Besides being half the cost of Substack, the product offers the potential for writers to leverage Twitter to grow their audiences. Twitter was considering adding a box to user profiles that allow people to subscribe to newsletters without leaving the Twitter platform, for instance. There are also other potential features that would boost a newsletter’s reach, including Twitter Spaces and Super Follows.
But for Stenberg, who originally started his newsletter on Substack and has since moved to Revue and Ghost, Revue was the most disappointing of the bunch. He pointed to very limited features, even though it is the cheapest to monetize when compared to the other services.
Bulletin was created by Facebook in July, pitched as a home for podcasts and newsletters. Bulletin already recruited high-profile writers and authors including Malcolm Gladwell, Mitch Albom, Tan France and Dorie Greenspan. It said the service will be opened to more journalists and writers later this year. Facebook said some writers are getting multiyear licensing deals to jumpstart their newsletters on the platform.
One early advantage, at least for now: It’s free to use at launch. Facebook has said it would commit $5 million to jumpstart Bulletin and promote more local journalism. Because it is still new, there isn’t a lot known about the invite-only platform. But it will incorporate Facebook’s own payment system Facebook Pay, and the company has said writers can take their subscriptions with them should they choose to leave the platform.
Similar to the potential with Revue, Bulletin could differentiate itself by offering tools and a wider potential network through the vast Facebook platform. There are some interesting ways in which the service could integrate it with Facebook pages and groups, for example.
This week, Bulletin added its next batch of 30 writers, including Nobel Prize laureate Malala Yousafzai and TV journalist Alina Cho.
Buttondown was a side project in 2017 by Stripe engineering manager Justin Duke. It can get technical to use, but is an affordable option compared to other platforms. Duke had been writing his own newsletter but didn’t like how the existing tools worked.

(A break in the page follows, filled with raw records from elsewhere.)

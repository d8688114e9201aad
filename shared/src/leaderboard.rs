//! Ranking over a participant table.
//!
//! Always recomputed from scratch; nothing is patched incrementally.

use crate::participant::Participant;
use crate::ParticipantId;
use serde::{Deserialize, Serialize};
use std::cmp::Ordering;

#[derive(Debug, Clone, PartialEq, Serialize, Deserialize)]
pub struct Standing {
    /// 1-based.
    pub rank: usize,
    pub participant_id: ParticipantId,
    pub display_name: String,
    pub wpm: f64,
    pub accuracy: f64,
    pub finished_at: Option<u64>,
}

/// Someone still typing, listed apart from the ranking.
#[derive(Debug, Clone, PartialEq, Serialize, Deserialize)]
pub struct InProgress {
    pub participant_id: ParticipantId,
    pub display_name: String,
    pub progress_percent: f64,
    pub active: bool,
}

#[derive(Debug, Clone, Default, PartialEq, Serialize, Deserialize)]
pub struct Leaderboard {
    pub standings: Vec<Standing>,
    pub in_progress: Vec<InProgress>,
}

impl Leaderboard {
    pub fn winner(&self) -> Option<&Standing> {
        self.standings.first()
    }

    pub fn position(&self, participant_id: ParticipantId) -> Option<usize> {
        self.standings
            .iter()
            .find(|s| s.participant_id == participant_id)
            .map(|s| s.rank)
    }
}

/// Orders participants with a defined `wpm`: fastest first, earlier finish
/// breaking exact ties, a missing finish time after a present one, and the id
/// as a last resort so the order is total.
pub fn rank<'a>(participants: impl IntoIterator<Item = &'a Participant>) -> Leaderboard {
    let mut ranked = Vec::new();
    let mut in_progress = Vec::new();

    for p in participants {
        match p.wpm {
            Some(wpm) => ranked.push((p, wpm)),
            None => in_progress.push(InProgress {
                participant_id: p.id,
                display_name: p.display_name.clone(),
                progress_percent: p.progress_percent,
                active: p.active,
            }),
        }
    }

    ranked.sort_by(|(a, a_wpm), (b, b_wpm)| {
        b_wpm
            .total_cmp(a_wpm)
            .then_with(|| compare_finish(a.finished_at, b.finished_at))
            .then_with(|| a.id.cmp(&b.id))
    });

    in_progress.sort_by(|a, b| {
        b.progress_percent
            .total_cmp(&a.progress_percent)
            .then_with(|| a.participant_id.cmp(&b.participant_id))
    });

    let standings = ranked
        .into_iter()
        .enumerate()
        .map(|(i, (p, wpm))| Standing {
            rank: i + 1,
            participant_id: p.id,
            display_name: p.display_name.clone(),
            wpm,
            accuracy: p.accuracy.unwrap_or(100.0),
            finished_at: p.finished_at,
        })
        .collect();

    Leaderboard {
        standings,
        in_progress,
    }
}

fn compare_finish(a: Option<u64>, b: Option<u64>) -> Ordering {
    match (a, b) {
        (Some(a), Some(b)) => a.cmp(&b),
        (Some(_), None) => Ordering::Less,
        (None, Some(_)) => Ordering::Greater,
        (None, None) => Ordering::Equal,
    }
}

So he created a minimalist tool offering free or paid subscription options through Stripe, analytics tools and the ability to build embedded Tweets and photos. It charges $5 per month for every 1,000 subscribers.
There’s also an emphasis on data privacy. As Duke writes on his site, “Most email and newsletter tools operate under one of two business models: They are venture-backed, forcing them to achieve scale and profitability at the expense of usability or privacy. They are designed for large corporations, who spend tens of thousands of dollars a month to create complex automation workflows based on subscriber actions.”
Duke makes the active spending on Buttondown public, which comes out to about $2,133 in monthly costs to run the service.
None of the above
Some writers will alternatively go with none of the above tools, and choose a custom route by using a combination of an email marketing platform, publishing platform and some sort of payment service. Mailchimp, WordPress, Tumblr, Medium are some of the most popular. Going this route could mean more work and more costs for the writers, but this could be the best option if none of the newsletter tools fit their needs.
“There are more upfront costs and technical headaches to this approach, but some people really love the level of control this affords,” Owens said.